5 - PENYERANGAN ACAK

31 15 0
                                    

Penyerangan terjadi secara acak, tidak ada yang bisa menebak dimana para monster itu akan muncul. Skalanya pun beragam, ada tempat yang hanya muncul beberapa monster, sedangkan di tempat lainnya muncul puluhan bahkan ratusan monster.

Awalnya para tetua, ksatria dan alumni akademi sihir yang diutus dapat menanganinya dengan baik, tapi semakin lama jarak antar penyerangan semakin sempit sehingga mereka hampir tidak memiliki waktu istirahat. Untungnya semua wilayah masih bisa diselamatkan karena perencanaan yang dibuat secara matang setiap kali ada penyerangan baru sehingga mana yang digunakan dapat bekerja secara efektif.
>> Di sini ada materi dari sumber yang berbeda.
//! Reference-direction association and niche-preserving truncation.
//!
//! Every normalized candidate is attached to the reference direction whose
//! line through the origin passes closest to it (perpendicular distance).
//! When the boundary front only partially fits into the next population,
//! slots are filled one at a time from the least crowded direction:
//!
//! - the direction with the smallest niche count wins, ties going to the
//!   lowest direction index;
//! - an empty niche (count 0) takes its closest boundary candidate, ties
//!   going to the lowest candidate index;
//! - a niche that already has members takes a random boundary candidate;
//! - a direction with no boundary candidates left is closed for the rest of
//!   the pass.

#[cfg(feature = "parallel")]
use rayon::prelude::*;

use crate::reference_points::ReferenceDirections;

/// The closest reference direction for one candidate.
#[derive(Clone, Copy, Debug, PartialEq)]
pub struct Association {
    /// Index into the reference direction set.
    pub direction: usize,
    /// Perpendicular distance from the candidate to that direction's line.
    pub distance: f64,
}

/// Result of one niching pass.
#[derive(Clone, Debug, PartialEq, Eq)]
pub struct NichingOutcome {
    /// Selected indices, in selection order.
    pub selected: Vec<usize>,
    /// Slots that could not be filled because the boundary ran out.
    pub shortfall: usize,
    /// Final niche count per reference direction, accepted members included.
    pub niche_counts: Vec<usize>,
}

/// Perpendicular distance from a point to the line spanned by `reference`.
#[must_use]
pub fn perpendicular_distance(point: &[f64], reference: &[f64]) -> f64 {
    let dot: f64 = point.iter().zip(reference).map(|(&p, &r)| p * r).sum();
    let ref_norm_sq: f64 = reference.iter().map(|&r| r * r).sum();

    if ref_norm_sq < 1e-30 {
        return f64::INFINITY;
    }

    let proj_scalar = dot / ref_norm_sq;
    let dist_sq: f64 = point
        .iter()
        .zip(reference)
        .map(|(&p, &r)| {
            let proj = proj_scalar * r;
            (p - proj).powi(2)
        })
        .sum();

    dist_sq.sqrt()
}

fn closest_direction(point: &[f64], directions: &ReferenceDirections) -> Association {
    let mut best = Association {
        direction: 0,
        distance: f64::INFINITY,
    };
    for (j, rp) in directions.iter().enumerate() {
        let d = perpendicular_distance(point, rp);
        if d < best.distance {
            best = Association {
                direction: j,
                distance: d,
            };
        }
    }
    best
}

/// Associates each normalized point with its nearest reference direction.
///
/// Ties go to the lower direction index. Runs in parallel with the
/// `parallel` feature; the output order always matches `normalized`.
#[must_use]
pub fn associate(normalized: &[Vec<f64>], directions: &ReferenceDirections) -> Vec<Association> {
    #[cfg(feature = "parallel")]
    {
        normalized
            .par_iter()
            .map(|p| closest_direction(p, directions))
            .collect()
    }
    #[cfg(not(feature = "parallel"))]
    {
        normalized
            .iter()
            .map(|p| closest_direction(p, directions))
            .collect()
    }
}

/// Picks up to `remaining` members of `boundary` by niche count.
///
/// `associations` is indexed by the same indices used in `accepted` and
/// `boundary`. Niche counts are seeded from `accepted`, which must not
/// overlap `boundary`.
#[must_use]
pub fn niching_select(
    rng: &mut fastrand::Rng,
    associations: &[Association],
    accepted: &[usize],
    boundary: &[usize],
    n_directions: usize,
    remaining: usize,
) -> NichingOutcome {
    let mut niche_count = vec![0_usize; n_directions];
    for &idx in accepted {
        niche_count[associations[idx].direction] += 1;
    }

    // Boundary members per direction, closest first.
    let mut members: Vec<Vec<(usize, f64)>> = vec![Vec::new(); n_directions];
    for &idx in boundary {
        let a = associations[idx];
        members[a.direction].push((idx, a.distance));
    }
    for list in &mut members {
        list.sort_by(|a, b| a.1.total_cmp(&b.1).then(a.0.cmp(&b.0)));
    }

    let mut open = vec![true; n_directions];
    let mut selected = Vec::with_capacity(remaining.min(boundary.len()));

    while selected.len() < remaining {
        let Some(chosen) = (0..n_directions)
            .filter(|&j| open[j])
            .min_by_key(|&j| (niche_count[j], j))
        else {
            break;
        };

        let list = &mut members[chosen];
        if list.is_empty() {
            open[chosen] = false;
            continue;
        }

        let pick = if niche_count[chosen] == 0 {
            0
        } else {
            rng.usize(0..list.len())
        };
        let (idx, _) = list.remove(pick);
        selected.push(idx);
        niche_count[chosen] += 1;
    }

    NichingOutcome {
        shortfall: remaining - selected.len(),
        selected,
        niche_counts: niche_count,
    }
}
"Jangan berpencar terlalu jauh!" teriak Pia yang berusaha menyembuhkan Asept dan Jax secara berkala selagi melakukan pertahanan dan menyerang secukupnya. Mereka bertiga beserta beberapa ksatria lainnya bertugas menjaga di daerah sekitar kerajaan.

Kondisi di sekitar daerah kerajaan tidak beda jauh dengan kondisi di wilayah lainnya, para monster muncul secara acak dan sulit untuk diprediksi. Bahkan tidak jarang mana Asept dan Jax hampir habis karena harus digunakan dalam waktu yang lama. Untungnya Pia selalu siap sedia melakukan pemulihan secara berkala.

"Gelombang penyerangannya semakin mengerikan dan acak," celetuk Jax yang kelelahan. Ia menyenderkan badannya di salah satu dinding istana sambil melihat keadaan sekitar. Napasnya tak beraturan dan beberapa bagian tubuhnya tidak berasa lagi saking lelahnya.

Tidak sampai lima menit Jax beristirahat, muncul monster lainnya. Ia langsung mengambil tongkatnya dan mengucapkan mantra. Asept juga langsung datang mendekat ke arah Jax dan membantu.

*

Di wilayah lain, tepatnya di wilayah Deeown, Orton justru berusaha menyerang terlebih dahulu dan memukul mundur para monster. Bukan hanya melakukan pertahanan, mereka ingin menemukan asal muasal monster. Hanya saja sekeras apapun mereka berusaha menyerang para monster itu, tidak banyak perubahan yang terjadi.

"Terus menyerang lebih keras, kita harus mendorong para monster lebih jauh lagi agar tidak mendekati wilayah pemukiman." Orton memimpin penyerangan dengan semangat, ia berusaha semaksimal mungkin agar bisa mengurangi kerusakan wilayah dan segera menemukan titik terang dari bencana ini.

"Ini sudah batas maksimal, jika lebih dari ini mana kami akan langsung habis dan pertahanan menghilang." Salah satu ksatria yang membersamai Orton berteriak sambil terus melakukan semua hal yang ia bisa lakukan.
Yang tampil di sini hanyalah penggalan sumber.